The Stewardship Party is a national movement — but every movement needs a first state to prove what is possible. Florida is ours: the place where a Stewardship budget becomes visible, measurable, and impossible to argue with.
Florida has a state budget of roughly $117 billion and twenty-two million residents. It also has 4,400 public schools, 143 correctional facilities, and 3,700 elderly care facilities — most of them surrounded by mowed, sprayed, and unproductive land.
The Florida Food Forest Initiative is a simple proposition: dedicate $7.5 billion in one-time seed capital and 5% of the annual state budget for five years — about $32.6 billion in total — to convert that unproductive land into the largest regenerative food system in North America. Not as charity. As an investment that returns, by conservative estimate, seven to fifteen dollars for every dollar spent.
This is the Florida Model. It is not unique to Florida — every state has schools, prisons, elders, and idle land. Florida is simply where the Stewardship Party intends to prove it first.
Every one of Florida's 4,400 public schools equipped with a working food forest and garden-based curriculum — reaching all 2.8 million students with outdoor, hands-on learning.
Up to 80 correctional facilities converted to working horticultural farms, serving 43,000 incarcerated people with real rehabilitation through real work.
1,500 elderly care facilities given accessible therapeutic gardens, improving daily life for 175,000 seniors.
Twelve regional hubs — one per region — for permaculture research, workforce certification, and supply-chain coordination, certifying thousands of professionals a year.
Twelve regional super-nurseries plus 60 satellites producing 750 million plant starts a year — distributed free or subsidized so every household is within reach of plants.
Acquisition and preparation of municipal sites, plus restoration of contaminated and idle land — turning liabilities into productive commons.
Plus 5+ million pounds of food produced each year, 750 million plant starts distributed, 400–800 recidivisms prevented annually, and a system approaching financial self-sustainability through revenue and cost avoidance.
This is not spending. It is the highest-return investment available to a state government.
The arithmetic is straightforward. A prison garden costs about $2,200 per incarcerated person; a year of incarceration costs about $75,000. A school garden program runs about $57 per student; remedial special education runs about $800 — and delivers far weaker results. Across the board, nature-based programs deliver 10 to 80 times better outcomes per dollar than the conventional systems they replace.
The direct returns over five years — recidivism prevented, healthcare avoided, school and prison food budgets reduced — are estimated at $525 million to $1 billion. The lifetime returns, counting the earnings gains of better-educated children, run into the billions. The conservative net return is 7:1; the lifetime return reaches 15:1.
"This isn't spending — it's investment. For every dollar put into prison gardens, the state saves many times that in reduced incarceration. By Year 5, the system pays for itself. That is government that works."

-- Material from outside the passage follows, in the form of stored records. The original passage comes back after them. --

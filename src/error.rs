use miette::Diagnostic;
use thiserror::Error;

/// Main error type for omsidoc operations
#[derive(Error, Diagnostic, Debug)]
pub enum DocError {
    #[error("IO error with {path}: {message}")]
    #[diagnostic(code(omsidoc::io))]
    Io {
        path: std::path::PathBuf,
        message: String,
    },

    #[error("Parse error: {message}")]
    #[diagnostic(code(omsidoc::parse))]
    Parse {
        message: String,
        #[help]
        help: Option<String>,
    },

    #[error("Output error: {message}")]
    #[diagnostic(code(omsidoc::output))]
    Output {
        message: String,
        #[help]
        help: Option<String>,
    },
}

pub type Result<T> = std::result::Result<T, DocError>;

The barrier to the Florida Model has never been technical or financial. The research is settled and the math is sound. The only missing ingredient is the political courage to act — and that is exactly what the Stewardship Party exists to supply.
Investment and outcome figures are drawn from the Florida Food Forest Initiative campaign analysis, built on Florida state budget data and peer-reviewed research in education, corrections, and elder care. Detailed per-program citations appear on the Programs page. Figures are planning estimates intended to show scale and order of magnitude.
By 2031, every Florida school has an integrated food forest. Every correctional facility offers rehabilitation through real work. Every elderly care facility has a therapeutic garden. Every neighborhood is within walking distance of free plant starts. Food insecurity has fallen sharply, and a regenerative economy employs tens of thousands.
When one state proves it, every state can follow. That is why Florida is the model — and why the Stewardship Party is building, state by state, toward the same demonstration everywhere.